No entanto, por qual motivo os ortodontistas devem se preocupar com a proibição dos tênis Nike nas Olimpíadas de Tóquio? A maioria dos ortodontistas tem como missão primordial a obtenção de uma maior eficiência, que é alcançada por um especialista quando ele se torna mais preciso, tem mais controle sobre diversas situações desafiadoras e utiliza as melhores ferramentas possíveis para o trabalho.

Nós, ortodontistas, também somos, portanto, profissionais de alto desempenho e estamos sempre na busca por técnicas, procedimentos e ferramentas de diagnóstico que melhorem nossa performance e ofereçam excelentes resultados clínicos. Se eu calçar os tênis Nike Alphafly hoje, certamente, não vou ganhar medalha nas Olimpíadas (talvez eu nem sobreviva ao aquecimento). Mas esta tecnologia ajudará atletas a obter um aumento de 4% na eficiência, tornando-os mais rápidos e fazendo a diferença na busca por décimos ou centésimos de segundo, que os levarão ao topo do pódio. Ortodontistas de alto desempenho procuram a mesma coisa.

Eu me lembro de quando os acessórios ortodônticos pré-ajustados chegaram no Brasil em meados dos anos 1980. Os tradicionais e letárgicos profissionais alertavam os jovens incautos contra a tecnologia enganadora, enfatizando a precisão incontestável oriunda de um treinamento manual espartano, contrapondo-se à promessa de resultados clínicos mais consistentes e com menor necessidade de trabalho braçal. Muitos prosseguiram sem adotar as mudanças e, literalmente, morreram de mãos dadas com a técnica Edgewise.

Por incrível que pareça, eu vejo o mesmo filme se repetir quando percebo profissionais completamente avessos aos benefícios múltiplos da Ortodontia Digital. Que fique bem claro: alinhadores transparentes não são sinônimo de Ortodontia Digital, mas significam um dos braços interessantes que compõem a plêiade de ofertas.

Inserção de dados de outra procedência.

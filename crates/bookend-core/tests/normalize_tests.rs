//! Tests for event normalization against a business window.

use bookend_core::{
    normalize_events, BusinessWindow, BusyEvent, EventStatus, EventTime, Transparency,
};
use chrono::{DateTime, NaiveDate, TimeZone, Utc};

fn date(y: i32, m: u32, d: u32) -> NaiveDate {
    NaiveDate::from_ymd_opt(y, m, d).unwrap()
}

fn utc(d: u32, h: u32, min: u32) -> DateTime<Utc> {
    Utc.with_ymd_and_hms(2026, 3, d, h, min, 0).unwrap()
}

/// A 09:00-17:00 UTC window on 2026-03-16 (a Monday).
fn window() -> BusinessWindow {
    BusinessWindow {
        date: date(2026, 3, 16),
        start: utc(16, 9, 0),
        end: utc(16, 17, 0),
    }
}

fn timed(start: DateTime<Utc>, end: DateTime<Utc>) -> BusyEvent {
    BusyEvent {
        summary: "meeting".to_string(),
        status: EventStatus::Confirmed,
        transparency: Transparency::Opaque,
        time: EventTime::Timed { start, end },
    }
}

fn all_day(start_date: NaiveDate, end_date: NaiveDate) -> BusyEvent {
    BusyEvent {
        summary: "conference".to_string(),
        status: EventStatus::Confirmed,
        transparency: Transparency::Opaque,
        time: EventTime::AllDay {
            start_date,
            end_date,
        },
    }
}

// ── Status / transparency filtering ─────────────────────────────────────────

#[test]
fn cancelled_events_are_dropped() {
    let mut e = timed(utc(16, 10, 0), utc(16, 11, 0));
    e.status = EventStatus::Cancelled;
    assert!(normalize_events(&[e], &window()).is_empty());
}

#[test]
fn transparent_events_are_dropped() {
    let mut e = timed(utc(16, 10, 0), utc(16, 11, 0));
    e.transparency = Transparency::Transparent;
    assert!(normalize_events(&[e], &window()).is_empty());
}

#[test]
fn tentative_events_still_block_time() {
    let mut e = timed(utc(16, 10, 0), utc(16, 11, 0));
    e.status = EventStatus::Tentative;
    assert_eq!(normalize_events(&[e], &window()).len(), 1);
}

// ── Timed events ────────────────────────────────────────────────────────────

#[test]
fn timed_event_inside_window_keeps_its_instants() {
    let events = normalize_events(&[timed(utc(16, 10, 0), utc(16, 11, 0))], &window());
    assert_eq!(events.len(), 1);
    assert_eq!(events[0].start, utc(16, 10, 0));
    assert_eq!(events[0].end, utc(16, 11, 0));
    assert!(!events[0].all_day_block);
}

#[test]
fn partial_overlap_is_kept_unclipped() {
    // Starts before the window opens; the original start survives.
    let events = normalize_events(&[timed(utc(16, 8, 0), utc(16, 9, 30))], &window());
    assert_eq!(events.len(), 1);
    assert_eq!(events[0].start, utc(16, 8, 0));
    assert_eq!(events[0].end, utc(16, 9, 30));
}

#[test]
fn event_entirely_outside_window_is_dropped() {
    let before = timed(utc(16, 6, 0), utc(16, 7, 0));
    let after = timed(utc(16, 18, 0), utc(16, 19, 0));
    assert!(normalize_events(&[before, after], &window()).is_empty());
}

#[test]
fn event_touching_window_edge_is_dropped() {
    // Ends exactly when the window opens: no overlap under half-open ranges.
    let at_open = timed(utc(16, 8, 0), utc(16, 9, 0));
    let at_close = timed(utc(16, 17, 0), utc(16, 18, 0));
    assert!(normalize_events(&[at_open, at_close], &window()).is_empty());
}

// ── All-day events ──────────────────────────────────────────────────────────

#[test]
fn all_day_event_covering_date_becomes_full_window_block() {
    let events = normalize_events(
        &[all_day(date(2026, 3, 16), date(2026, 3, 17))],
        &window(),
    );
    assert_eq!(events.len(), 1);
    assert_eq!(events[0].start, window().start);
    assert_eq!(events[0].end, window().end);
    assert!(events[0].all_day_block);
}

#[test]
fn all_day_end_date_is_exclusive() {
    // A 3/16..3/17 all-day event covers 3/16 only; it does not block 3/17.
    let w = BusinessWindow {
        date: date(2026, 3, 17),
        start: utc(17, 9, 0),
        end: utc(17, 17, 0),
    };
    let events = normalize_events(&[all_day(date(2026, 3, 16), date(2026, 3, 17))], &w);
    assert!(events.is_empty());
}

#[test]
fn multi_day_all_day_event_covers_middle_dates() {
    let events = normalize_events(
        &[all_day(date(2026, 3, 14), date(2026, 3, 18))],
        &window(),
    );
    assert_eq!(events.len(), 1);
    assert!(events[0].all_day_block);
}

#[test]
fn all_day_event_elsewhere_produces_nothing() {
    let events = normalize_events(
        &[all_day(date(2026, 3, 20), date(2026, 3, 21))],
        &window(),
    );
    assert!(events.is_empty());
}
use std::{io, sync::Arc, time::Duration};

use thermostat_common::{Interrupted, Pause};
use tokio::{runtime::Runtime, sync::watch};
use tracing::{info, warn};

/// Latched operator interrupt shared by every blocking step of a run.
///
/// Once raised it stays raised, so a Ctrl-C that lands while the main thread
/// is outside the runtime (driving the plug, logging) is still observed by
/// the next check.
#[derive(Debug, Clone)]
pub struct InterruptSignal {
    raised: Arc<watch::Sender<bool>>,
}

impl Default for InterruptSignal {
    fn default() -> Self {
        Self::new()
    }
}

impl InterruptSignal {
    pub fn new() -> Self {
        let (raised, _) = watch::channel(false);
        Self {
            raised: Arc::new(raised),
        }
    }

    /// Replaces the default SIGINT disposition with a listener that raises
    /// the returned signal.
    ///
    /// The listener is a task on `runtime`, so the runtime needs a worker
    /// thread of its own for the latch to fire while no `block_on` is active.
    pub fn install(runtime: &Runtime) -> io::Result<Self> {
        let signal = Self::new();
        let _guard = runtime.enter();

        #[cfg(unix)]
        {
            use tokio::signal::unix::{signal as unix_signal, SignalKind};

            let mut sigint = unix_signal(SignalKind::interrupt())?;
            let latch = signal.clone();
            runtime.spawn(async move {
                if sigint.recv().await.is_some() {
                    info!("ctrl-c received");
                    latch.raise();
                }
            });
        }

        #[cfg(not(unix))]
        {
            let latch = signal.clone();
            runtime.spawn(async move {
                match tokio::signal::ctrl_c().await {
                    Ok(()) => {
                        info!("ctrl-c received");
                        latch.raise();
                    }
                    Err(err) => warn!("failed to listen for ctrl-c: {err}"),
                }
            });
        }

        Ok(signal)
    }

    pub fn raise(&self) {
        self.raised.send_replace(true);
    }

    pub fn is_raised(&self) -> bool {
        *self.raised.borrow()
    }

    /// Resolves once the signal is raised, immediately if it already was.
    pub async fn raised(&self) {
        let mut raised = self.raised.subscribe();
        if raised.wait_for(|raised| *raised).await.is_err() {
            warn!("interrupt latch closed");
            std::future::pending::<()>().await;
        }
    }
}

/// Sleeps between sensor retries, returning early on an interrupt.
pub struct SignalPause {
    runtime: Arc<Runtime>,
    interrupt: InterruptSignal,
}

impl SignalPause {
    pub fn new(runtime: Arc<Runtime>, interrupt: InterruptSignal) -> Self {
        Self { runtime, interrupt }
    }
}

impl Pause for SignalPause {
    fn pause(&mut self, duration: Duration) -> Result<(), Interrupted> {
        let interrupt = &self.interrupt;
        self.runtime.block_on(async {
            tokio::select! {
                biased;
                _ = interrupt.raised() => Err(Interrupted),
                _ = tokio::time::sleep(duration) => Ok(()),
            }
        })
    }
}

Uma opinião pessoal, já que atualmente trabalho nos Estados Unidos com Ortodontia Digital, especifi camente com a tecnologia LightForce de impressão 3D de braquetes totalmente customizados: sabe qual a melhor parte sobre esses tênis de doping com tecnologia proibida? Eles só foram possíveis com o uso de grandes mentes utilizando materiais incríveis e, claro, impressão 3D.

Tudo o que posso pensar é que nosso setor tem sorte porque, embora sejamos competitivos, não estamos em uma posição de criar vencedores e perdedores. Fico grato por não haver um evento olímpico de Ortodontia. Pelo menos não ainda, pois eu certamente seria banido por doping.